2) The metabolic pathway for eating fructose (and carbs containing fructose like sucrose, and most starches) produce no chemical to tell you to stop eating. This is unlike eating protein or fat when the metabolic pathway includes the production of chemicals that tell your brain to stop eating.
3) When you have produced lots of insulin from eating carbs, this insulin binds to receptors in your cells that make it difficult for those cells to break down fat into glycogen for a number of hours. After carb loading your body won't burn fat.
Personally, I've applied this knowledge to lose about 50kg. I cut out most of the carbs in my diet, and then used the reduced appetite that results from (1) and (2) above to reduce calorie intake (largely by restricting fat). The funny thing is, throughout the diet I've not been feeling hungry between meals (again see (1) and (2) above). Most of the weight loss (according to my diet doc) is actually fat.

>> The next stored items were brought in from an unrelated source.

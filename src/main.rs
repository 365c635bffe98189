use chrono::{Duration, Utc};
use clap::{Parser, Subcommand, ValueEnum};
use dotenv::dotenv;
use log::info;

mod classifier;
mod config;
mod database;
mod error;
mod models;
mod pipeline;
mod report;
mod telegram;
mod text;

use crate::classifier::{Classifier, RiskDetector, TRAINING_SAMPLE};
use crate::config::{Config, TelegramConfig};
use crate::database::MessageFilter;
use crate::models::{NewChannel, Sentiment};
use crate::telegram::TelegramSource;

/// Collects public Telegram channel history and flags risky content.
#[derive(Parser, Debug)]
#[command(name = "telegram-observatory")]
struct Cli {
    #[command(subcommand)]
    command: Command,
}

#[derive(Subcommand, Debug)]
enum Command {
    /// Fetch new messages from every active channel
    Collect,
    /// Classify messages that have not been analyzed yet
    Analyze,
    /// Print dashboard statistics
    Report,
    /// List monitored channels
    Channels,
    /// List collected messages, newest first
    Messages {
        /// Only messages from this channel (local id)
        #[arg(long)]
        channel: Option<i64>,
        /// Only risky (true) or non-risky (false) messages
        #[arg(long)]
        risk: Option<bool>,
        /// positive, neutral or negative
        #[arg(long)]
        sentiment: Option<Sentiment>,
        /// Only messages published within this period
        #[arg(long, value_enum)]
        period: Option<Period>,
        #[arg(long, default_value_t = 1)]
        page: usize,
    },
    /// Register a public channel for monitoring
    AddChannel {
        #[arg(long)]
        name: String,
        /// Numeric channel id used by the Telegram API
        #[arg(long)]
        telegram_id: i64,
        /// Public @handle
        #[arg(long)]
        username: Option<String>,
        #[arg(long)]
        invite_link: Option<String>,
    },
    /// Stop collecting from a channel
    Pause { channel: i64 },
    /// Resume collecting from a channel
    Resume { channel: i64 },
}

#[derive(Clone, Copy, Debug, ValueEnum)]
enum Period {
    #[value(name = "7d")]
    Week,
    #[value(name = "30d")]
    Month,
}

impl Period {
    fn days(self) -> i64 {
        match self {
            Period::Week => 7,
            Period::Month => 30,
        }
    }
}

#[tokio::main(flavor = "current_thread")]
async fn main() -> anyhow::Result<()> {
    dotenv().ok();
    let cli = Cli::parse();
    let config = Config::from_env()?;

    simple_logger::SimpleLogger::new()
        .with_level(config.log_level)
        .init()?;

    let conn = database::init_db(&config.db_path)?;

    match cli.command {
        Command::Collect => {
            let telegram_config = TelegramConfig::from_env()?;
            let client = telegram::connect(&telegram_config).await?;
            let source = TelegramSource::new(client);
            let summary = pipeline::run_collection(&source, &conn, &config.collect).await?;
            info!(
                "Collection finished: {} channels, {} failed, {} messages stored.",
                summary.channels, summary.channels_failed, summary.stored
            );
        }
        Command::Analyze => {
            let classifier = Classifier::new(RiskDetector::train(TRAINING_SAMPLE));
            pipeline::run_analysis(&conn, &classifier, config.analyze_batch_size)?;
        }
        Command::Report => report::print_dashboard(&conn)?,
        Command::Channels => report::print_channels(&conn)?,
        Command::Messages {
            channel,
            risk,
            sentiment,
            period,
            page,
        } => {
            let filter = MessageFilter {
                channel_id: channel,
                is_risk: risk,
                sentiment,
                since: period.map(|p| Utc::now() - Duration::days(p.days())),
            };
            report::print_messages(&conn, &filter, page)?;
        }
        Command::AddChannel {
            name,
            telegram_id,
            username,
            invite_link,
        } => {
            let channel = NewChannel {
                name,
                telegram_id,
                username: username.map(|u| u.trim_start_matches('@').to_string()),
                invite_link,
            };
            let id = database::add_channel(&conn, &channel)?;
            info!("Channel \"{}\" registered with id {}.", channel.name, id);
        }
        Command::Pause { channel } => set_active(&conn, channel, false)?,
        Command::Resume { channel } => set_active(&conn, channel, true)?,
    }

    Ok(())
}

fn set_active(conn: &rusqlite::Connection, channel: i64, active: bool) -> anyhow::Result<()> {
    if !database::set_channel_active(conn, channel, active)? {
        anyhow::bail!("No channel with id {}", channel);
    }
    info!(
        "Channel {} {}.",
        channel,
        if active { "resumed" } else { "paused" }
    );
    Ok(())
}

Anecdotally, a lot of people talk about the eating of fast food helping to make people fat, and then associate it with fat. Burger and Chips contains quite a lot of fat, but is also a tonne of carbs from the potato and bread. Fish and Chips is tonnes of carbs. Even going out for a curry involves eating a load of bread and rice. I've been eating loads of curry on my diet, just without the bread and rice. Correctly, people associate beer drinkers with being fat. That has little to do with fat, but loads to do with all the carbs in beer. If you drink 4-5 pints of beer a night you are probably getting 100g of carb from it.
Reliance on BMI is another of the public health disasters. Fortunately, the insurance companies are moving away from it now.